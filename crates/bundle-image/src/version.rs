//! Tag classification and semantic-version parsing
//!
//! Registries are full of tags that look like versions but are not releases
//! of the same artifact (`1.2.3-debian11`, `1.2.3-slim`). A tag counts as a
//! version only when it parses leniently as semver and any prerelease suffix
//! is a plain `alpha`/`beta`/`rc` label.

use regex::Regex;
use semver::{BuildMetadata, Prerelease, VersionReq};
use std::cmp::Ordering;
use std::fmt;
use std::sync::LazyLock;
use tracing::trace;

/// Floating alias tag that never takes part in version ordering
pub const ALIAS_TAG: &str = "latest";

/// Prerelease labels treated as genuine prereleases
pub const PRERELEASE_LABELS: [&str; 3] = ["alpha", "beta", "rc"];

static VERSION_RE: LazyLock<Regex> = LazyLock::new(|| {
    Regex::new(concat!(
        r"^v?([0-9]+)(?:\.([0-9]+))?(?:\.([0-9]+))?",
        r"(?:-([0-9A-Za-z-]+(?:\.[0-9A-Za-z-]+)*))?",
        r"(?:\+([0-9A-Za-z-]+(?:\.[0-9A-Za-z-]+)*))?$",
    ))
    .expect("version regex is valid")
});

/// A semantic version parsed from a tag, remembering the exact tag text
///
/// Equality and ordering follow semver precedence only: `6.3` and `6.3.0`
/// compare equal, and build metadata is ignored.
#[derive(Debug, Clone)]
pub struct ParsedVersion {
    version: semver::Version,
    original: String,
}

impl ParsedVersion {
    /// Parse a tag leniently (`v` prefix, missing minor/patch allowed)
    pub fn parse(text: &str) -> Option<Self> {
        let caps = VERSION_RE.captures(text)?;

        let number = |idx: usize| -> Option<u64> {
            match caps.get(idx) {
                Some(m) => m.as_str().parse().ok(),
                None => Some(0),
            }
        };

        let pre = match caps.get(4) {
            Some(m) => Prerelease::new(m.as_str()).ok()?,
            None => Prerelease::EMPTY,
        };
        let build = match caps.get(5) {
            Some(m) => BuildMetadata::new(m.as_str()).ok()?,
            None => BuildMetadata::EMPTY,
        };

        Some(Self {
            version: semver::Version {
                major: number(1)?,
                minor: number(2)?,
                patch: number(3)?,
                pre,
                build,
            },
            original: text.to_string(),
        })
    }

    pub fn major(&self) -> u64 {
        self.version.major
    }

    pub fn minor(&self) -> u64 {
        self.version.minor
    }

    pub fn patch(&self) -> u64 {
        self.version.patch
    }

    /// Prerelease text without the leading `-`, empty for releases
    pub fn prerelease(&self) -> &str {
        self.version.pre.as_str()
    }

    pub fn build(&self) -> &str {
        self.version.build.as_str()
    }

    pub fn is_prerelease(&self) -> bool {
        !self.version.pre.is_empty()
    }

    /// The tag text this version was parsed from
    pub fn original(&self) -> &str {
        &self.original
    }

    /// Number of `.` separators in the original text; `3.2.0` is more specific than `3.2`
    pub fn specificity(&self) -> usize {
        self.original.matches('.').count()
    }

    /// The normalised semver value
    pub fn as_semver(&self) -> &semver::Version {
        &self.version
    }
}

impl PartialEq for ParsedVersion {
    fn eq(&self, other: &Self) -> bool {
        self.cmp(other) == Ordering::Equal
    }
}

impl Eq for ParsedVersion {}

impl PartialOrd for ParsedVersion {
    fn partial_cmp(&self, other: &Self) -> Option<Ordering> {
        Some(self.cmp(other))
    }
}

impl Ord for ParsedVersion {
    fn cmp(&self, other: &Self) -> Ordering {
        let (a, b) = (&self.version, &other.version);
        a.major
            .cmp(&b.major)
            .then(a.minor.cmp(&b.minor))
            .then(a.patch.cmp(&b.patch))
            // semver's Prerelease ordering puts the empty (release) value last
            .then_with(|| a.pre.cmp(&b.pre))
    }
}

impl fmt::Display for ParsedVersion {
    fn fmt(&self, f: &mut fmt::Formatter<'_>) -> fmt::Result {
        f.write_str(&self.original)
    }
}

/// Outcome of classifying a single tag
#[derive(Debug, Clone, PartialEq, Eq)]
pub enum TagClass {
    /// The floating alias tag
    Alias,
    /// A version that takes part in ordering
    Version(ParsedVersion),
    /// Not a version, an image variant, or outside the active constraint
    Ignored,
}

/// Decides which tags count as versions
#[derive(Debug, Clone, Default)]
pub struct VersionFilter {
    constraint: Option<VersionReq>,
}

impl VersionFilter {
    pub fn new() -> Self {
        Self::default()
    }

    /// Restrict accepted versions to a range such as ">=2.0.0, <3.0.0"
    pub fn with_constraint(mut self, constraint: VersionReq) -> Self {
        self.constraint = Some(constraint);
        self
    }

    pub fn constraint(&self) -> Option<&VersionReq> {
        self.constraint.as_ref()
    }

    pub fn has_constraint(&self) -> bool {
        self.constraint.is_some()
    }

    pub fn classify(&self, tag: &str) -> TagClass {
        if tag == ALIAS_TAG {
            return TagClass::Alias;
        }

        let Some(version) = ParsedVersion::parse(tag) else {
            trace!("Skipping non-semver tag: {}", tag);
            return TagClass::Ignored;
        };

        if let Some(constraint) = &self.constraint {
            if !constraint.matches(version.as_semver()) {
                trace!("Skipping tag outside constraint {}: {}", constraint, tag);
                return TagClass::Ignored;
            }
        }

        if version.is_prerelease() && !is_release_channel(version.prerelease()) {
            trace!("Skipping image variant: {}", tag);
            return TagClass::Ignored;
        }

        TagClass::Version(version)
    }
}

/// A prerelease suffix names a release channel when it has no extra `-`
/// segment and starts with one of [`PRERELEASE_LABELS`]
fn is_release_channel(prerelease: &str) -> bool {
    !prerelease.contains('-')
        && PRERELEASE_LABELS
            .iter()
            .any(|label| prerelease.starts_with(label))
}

...

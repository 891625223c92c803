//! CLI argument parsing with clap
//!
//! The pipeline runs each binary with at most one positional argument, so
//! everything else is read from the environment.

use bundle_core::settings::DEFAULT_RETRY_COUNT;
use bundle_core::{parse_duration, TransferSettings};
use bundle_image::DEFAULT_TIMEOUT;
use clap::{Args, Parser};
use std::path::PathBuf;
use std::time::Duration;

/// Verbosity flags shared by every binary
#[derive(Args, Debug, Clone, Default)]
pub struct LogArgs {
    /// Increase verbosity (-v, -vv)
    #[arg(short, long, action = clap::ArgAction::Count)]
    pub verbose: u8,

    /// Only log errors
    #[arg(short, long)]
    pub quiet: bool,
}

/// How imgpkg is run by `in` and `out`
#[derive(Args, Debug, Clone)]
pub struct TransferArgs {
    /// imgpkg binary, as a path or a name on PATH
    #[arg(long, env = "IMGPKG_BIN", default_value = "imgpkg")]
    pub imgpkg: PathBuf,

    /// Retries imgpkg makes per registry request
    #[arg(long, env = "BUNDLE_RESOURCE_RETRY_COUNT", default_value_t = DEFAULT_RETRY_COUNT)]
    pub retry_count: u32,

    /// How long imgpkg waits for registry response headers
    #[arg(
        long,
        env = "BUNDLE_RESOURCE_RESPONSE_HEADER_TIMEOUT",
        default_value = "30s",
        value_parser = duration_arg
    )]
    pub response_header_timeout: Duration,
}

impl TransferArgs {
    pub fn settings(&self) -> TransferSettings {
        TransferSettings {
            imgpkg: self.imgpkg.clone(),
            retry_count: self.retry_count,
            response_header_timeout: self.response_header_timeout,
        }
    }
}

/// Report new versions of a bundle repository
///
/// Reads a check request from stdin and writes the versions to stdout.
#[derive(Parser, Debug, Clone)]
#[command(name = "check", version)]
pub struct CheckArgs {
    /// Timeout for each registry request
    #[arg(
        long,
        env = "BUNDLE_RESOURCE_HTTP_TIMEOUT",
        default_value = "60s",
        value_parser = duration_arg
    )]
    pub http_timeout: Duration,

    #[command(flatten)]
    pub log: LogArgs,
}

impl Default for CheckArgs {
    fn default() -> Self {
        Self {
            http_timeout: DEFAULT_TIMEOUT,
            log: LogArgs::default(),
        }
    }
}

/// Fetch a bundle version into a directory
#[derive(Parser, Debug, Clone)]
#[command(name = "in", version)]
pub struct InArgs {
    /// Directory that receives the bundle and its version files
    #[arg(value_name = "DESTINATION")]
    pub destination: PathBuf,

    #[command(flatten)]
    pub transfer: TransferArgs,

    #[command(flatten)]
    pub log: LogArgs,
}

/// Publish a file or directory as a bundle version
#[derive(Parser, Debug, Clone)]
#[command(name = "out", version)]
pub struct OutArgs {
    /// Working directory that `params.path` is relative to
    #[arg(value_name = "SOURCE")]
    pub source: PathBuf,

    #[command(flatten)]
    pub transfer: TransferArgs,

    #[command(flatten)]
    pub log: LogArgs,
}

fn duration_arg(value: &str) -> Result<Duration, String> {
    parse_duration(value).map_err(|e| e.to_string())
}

==

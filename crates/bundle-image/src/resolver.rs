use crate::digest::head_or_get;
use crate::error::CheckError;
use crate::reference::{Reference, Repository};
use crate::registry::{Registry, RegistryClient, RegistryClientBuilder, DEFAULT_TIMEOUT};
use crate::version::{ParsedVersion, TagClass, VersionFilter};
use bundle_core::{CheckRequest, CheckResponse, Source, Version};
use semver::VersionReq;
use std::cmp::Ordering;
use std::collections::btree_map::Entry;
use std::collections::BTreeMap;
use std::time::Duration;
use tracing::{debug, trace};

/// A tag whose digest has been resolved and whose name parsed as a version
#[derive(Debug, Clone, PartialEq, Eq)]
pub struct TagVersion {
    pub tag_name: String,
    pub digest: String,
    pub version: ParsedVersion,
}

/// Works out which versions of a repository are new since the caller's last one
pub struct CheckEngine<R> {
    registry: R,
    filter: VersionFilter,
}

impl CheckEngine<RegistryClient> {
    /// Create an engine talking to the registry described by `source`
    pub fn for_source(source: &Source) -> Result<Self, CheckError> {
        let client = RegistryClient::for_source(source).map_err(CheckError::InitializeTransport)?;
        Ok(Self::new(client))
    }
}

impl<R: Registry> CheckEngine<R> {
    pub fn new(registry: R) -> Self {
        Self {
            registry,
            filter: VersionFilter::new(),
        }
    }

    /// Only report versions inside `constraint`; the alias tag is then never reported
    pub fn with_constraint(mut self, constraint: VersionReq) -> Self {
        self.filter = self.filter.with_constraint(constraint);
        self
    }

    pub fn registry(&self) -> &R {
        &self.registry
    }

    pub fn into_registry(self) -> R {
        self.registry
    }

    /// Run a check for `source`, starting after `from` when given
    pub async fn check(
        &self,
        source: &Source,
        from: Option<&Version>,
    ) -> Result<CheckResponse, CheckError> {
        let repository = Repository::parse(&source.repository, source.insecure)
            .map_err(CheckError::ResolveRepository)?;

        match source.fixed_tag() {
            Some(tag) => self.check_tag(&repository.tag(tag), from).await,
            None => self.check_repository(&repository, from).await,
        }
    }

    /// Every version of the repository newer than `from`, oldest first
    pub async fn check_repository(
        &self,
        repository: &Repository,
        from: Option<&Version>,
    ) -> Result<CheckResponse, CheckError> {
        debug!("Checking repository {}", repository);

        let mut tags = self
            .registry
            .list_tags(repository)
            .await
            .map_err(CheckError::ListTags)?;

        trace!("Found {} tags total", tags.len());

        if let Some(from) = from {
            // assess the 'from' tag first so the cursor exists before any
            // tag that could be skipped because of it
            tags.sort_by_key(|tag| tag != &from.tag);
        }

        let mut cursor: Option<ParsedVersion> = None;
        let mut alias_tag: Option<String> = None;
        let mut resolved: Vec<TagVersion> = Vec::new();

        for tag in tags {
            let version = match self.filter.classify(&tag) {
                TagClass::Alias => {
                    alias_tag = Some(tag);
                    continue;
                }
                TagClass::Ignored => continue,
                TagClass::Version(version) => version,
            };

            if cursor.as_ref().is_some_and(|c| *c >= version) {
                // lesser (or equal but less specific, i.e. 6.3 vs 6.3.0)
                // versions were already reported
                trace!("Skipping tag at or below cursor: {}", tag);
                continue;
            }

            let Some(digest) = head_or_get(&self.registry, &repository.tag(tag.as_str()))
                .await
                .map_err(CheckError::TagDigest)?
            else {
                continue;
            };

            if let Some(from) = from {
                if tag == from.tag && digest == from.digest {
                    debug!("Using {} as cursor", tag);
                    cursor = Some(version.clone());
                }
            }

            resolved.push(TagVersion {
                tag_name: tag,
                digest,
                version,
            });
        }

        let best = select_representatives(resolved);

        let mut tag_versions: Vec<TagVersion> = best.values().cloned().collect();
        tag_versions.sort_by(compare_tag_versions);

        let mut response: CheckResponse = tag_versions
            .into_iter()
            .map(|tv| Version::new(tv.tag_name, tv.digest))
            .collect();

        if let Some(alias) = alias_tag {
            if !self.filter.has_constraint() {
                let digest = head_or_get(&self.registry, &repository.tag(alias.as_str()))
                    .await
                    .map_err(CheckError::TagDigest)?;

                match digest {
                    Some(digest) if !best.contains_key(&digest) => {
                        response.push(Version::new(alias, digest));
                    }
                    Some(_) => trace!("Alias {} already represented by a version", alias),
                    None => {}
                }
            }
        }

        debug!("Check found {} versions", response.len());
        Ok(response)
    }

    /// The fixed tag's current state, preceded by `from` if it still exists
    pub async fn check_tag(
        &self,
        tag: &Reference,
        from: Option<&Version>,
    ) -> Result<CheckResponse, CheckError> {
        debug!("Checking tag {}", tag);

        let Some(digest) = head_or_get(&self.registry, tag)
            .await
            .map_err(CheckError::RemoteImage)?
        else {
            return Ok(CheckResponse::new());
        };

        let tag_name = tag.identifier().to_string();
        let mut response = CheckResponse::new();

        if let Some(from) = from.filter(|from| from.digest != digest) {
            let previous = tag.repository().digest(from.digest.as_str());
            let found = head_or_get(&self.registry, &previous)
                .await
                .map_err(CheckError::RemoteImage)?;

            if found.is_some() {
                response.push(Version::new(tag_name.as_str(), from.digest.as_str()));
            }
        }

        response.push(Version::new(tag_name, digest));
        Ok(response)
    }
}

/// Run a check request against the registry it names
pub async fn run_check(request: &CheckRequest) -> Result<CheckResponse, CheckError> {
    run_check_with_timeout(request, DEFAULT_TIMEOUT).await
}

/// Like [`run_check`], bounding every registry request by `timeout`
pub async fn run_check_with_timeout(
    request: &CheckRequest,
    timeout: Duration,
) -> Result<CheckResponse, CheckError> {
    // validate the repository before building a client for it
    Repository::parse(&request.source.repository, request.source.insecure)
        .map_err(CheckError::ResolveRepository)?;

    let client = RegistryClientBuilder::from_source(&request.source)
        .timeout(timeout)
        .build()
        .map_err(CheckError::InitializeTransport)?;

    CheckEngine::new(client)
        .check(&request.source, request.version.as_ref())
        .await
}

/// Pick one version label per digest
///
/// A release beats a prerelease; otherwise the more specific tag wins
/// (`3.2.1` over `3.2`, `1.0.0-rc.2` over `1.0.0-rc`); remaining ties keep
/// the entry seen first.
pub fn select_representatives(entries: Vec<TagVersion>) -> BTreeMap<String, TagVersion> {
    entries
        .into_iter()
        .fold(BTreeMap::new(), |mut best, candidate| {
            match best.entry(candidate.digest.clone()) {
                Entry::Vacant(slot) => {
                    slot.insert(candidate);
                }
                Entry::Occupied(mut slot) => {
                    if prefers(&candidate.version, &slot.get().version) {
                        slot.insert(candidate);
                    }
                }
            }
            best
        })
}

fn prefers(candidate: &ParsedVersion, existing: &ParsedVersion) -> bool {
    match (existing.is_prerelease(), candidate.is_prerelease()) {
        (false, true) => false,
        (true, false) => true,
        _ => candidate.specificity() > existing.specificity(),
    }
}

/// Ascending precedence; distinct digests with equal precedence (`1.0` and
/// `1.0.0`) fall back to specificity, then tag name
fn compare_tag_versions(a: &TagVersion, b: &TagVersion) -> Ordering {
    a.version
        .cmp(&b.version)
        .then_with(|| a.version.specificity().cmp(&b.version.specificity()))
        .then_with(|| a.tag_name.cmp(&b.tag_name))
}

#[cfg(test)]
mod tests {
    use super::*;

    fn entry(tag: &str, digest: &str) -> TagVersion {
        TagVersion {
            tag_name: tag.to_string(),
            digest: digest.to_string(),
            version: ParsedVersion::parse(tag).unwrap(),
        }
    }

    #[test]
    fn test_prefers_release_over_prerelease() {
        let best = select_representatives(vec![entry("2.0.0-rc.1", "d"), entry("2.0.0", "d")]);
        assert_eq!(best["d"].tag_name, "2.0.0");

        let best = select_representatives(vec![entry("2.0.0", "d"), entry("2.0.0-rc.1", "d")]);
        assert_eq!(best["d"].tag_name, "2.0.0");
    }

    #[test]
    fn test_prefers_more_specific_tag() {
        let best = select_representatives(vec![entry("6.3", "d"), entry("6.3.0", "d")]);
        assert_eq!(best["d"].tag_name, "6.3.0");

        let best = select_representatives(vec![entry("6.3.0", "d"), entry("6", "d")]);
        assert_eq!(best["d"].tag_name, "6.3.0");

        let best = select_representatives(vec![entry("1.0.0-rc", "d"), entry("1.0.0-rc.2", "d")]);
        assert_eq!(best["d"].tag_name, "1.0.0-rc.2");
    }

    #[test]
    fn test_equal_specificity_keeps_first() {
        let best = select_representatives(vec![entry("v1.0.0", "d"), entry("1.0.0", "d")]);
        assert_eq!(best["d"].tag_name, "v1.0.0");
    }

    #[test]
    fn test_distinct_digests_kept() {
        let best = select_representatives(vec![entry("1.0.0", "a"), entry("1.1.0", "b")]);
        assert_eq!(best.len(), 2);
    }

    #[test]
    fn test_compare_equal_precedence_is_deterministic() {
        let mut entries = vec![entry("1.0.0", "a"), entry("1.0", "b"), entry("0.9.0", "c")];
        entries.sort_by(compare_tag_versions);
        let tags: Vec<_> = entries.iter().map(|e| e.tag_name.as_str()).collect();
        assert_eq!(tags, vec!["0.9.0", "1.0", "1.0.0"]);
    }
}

### ABOUT THIS EXERCISE
Please work out how many lines in this listing contain "outside", then give only that number.

### WRITTEN REPLY
2